Ankara: Turkish President Tayyip Erdogan said on Tuesday it was impossible to continue a peace process with Kurdish militants and urged parliament to strip politicians with links to “terrorist groups” of immunity from prosecution.

His comments come days after the Turkish air force bombed camps in northern Iraq belonging to the Kurdistan Workers Party (PKK), following a series of attacks on police officers and soldiers blamed on the Kurdish militant group.

The PKK said the air strikes, launched virtually in parallel with strikes against Daesh terrorists in Syria, rendered the peace process meaningless but stopped short of formally pulling out.

“It is not possible for us to continue the peace process with those who threaten our national unity and brotherhood,” Erdogan told a news conference in Ankara before departing on an official visit to China.

Western allies have said they recognise Turkey’s right to self-defence but have urged the NATO member not to allow peace efforts with the PKK to collapse. While deeming the PKK a terrorist organisation, Washington depends heavily on allied Syrian Kurdish fighters in battling Daesh in Syria.

An emergency NATO meeting in Brussels on Tuesday offered political support for Turkey’s campaigns in Syria and Iraq, and Erdogan signalled Turkey may have a “duty” to become more involved.

Western allies are concerned that Erdogan should not abandon several years of work on a peace process with the PKK, which has entailed giving Kurds more cultural rights with the prospect, over time, of greater autonomy in the southeastern regions where they constitute a majority.

“Dangerous rhetorics in Turkey against HDP, which won 6 million votes in last elections. Time to face that reality,” the European parliament’s Turkey rapporteur Kati Piri wrote on Twitter.

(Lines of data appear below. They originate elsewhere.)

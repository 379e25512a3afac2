//! Quote source port.
//!
//! A quote source is one venue's view of the market: it lists the assets it
//! trades and returns a current price for any of them. The engine holds two,
//! one per [`VenueSide`].

use std::collections::BTreeSet;

use async_trait::async_trait;

use crate::domain::{AssetId, Quote, Rate, TradeError, VenueId, VenueSide};

/// Price feed for one venue.
///
/// # Implementation Notes
///
/// - Implementations must be thread-safe (`Send + Sync`)
/// - Failures are reported as [`TradeError::QuoteUnavailable`]; the engine
///   never retries within a cycle
/// - Returned quotes must carry this source's [`VenueSide`]
#[async_trait]
pub trait QuoteSource: Send + Sync {
    /// Display label for events and logs.
    fn venue(&self) -> &VenueId;

    /// Slot this source fills in a quote pair.
    fn side(&self) -> VenueSide;

    /// Trading fee charged per fill on this venue.
    fn fee_rate(&self) -> Rate;

    /// Current price for `asset`.
    async fn get_price(&self, asset: &AssetId) -> Result<Quote, TradeError>;

    /// Assets currently listed on this venue.
    async fn get_supported_assets(&self) -> Result<BTreeSet<AssetId>, TradeError>;
}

Some Kurdish activists have accused Erdogan of deliberately refraining from action in the past against Daesh, seeing them as a counter-weight to Kurdish fighters. Such a policy, they say, led directly to last week’s suicide bombing in southeast Turkey that killed 32 and has been blamed on the Islamist militant group.

Turkish officials deny this and also reject the notion that the action against the PKK is motivated by domestic politics, pointing to a series of militant attacks on the security forces in recent weeks.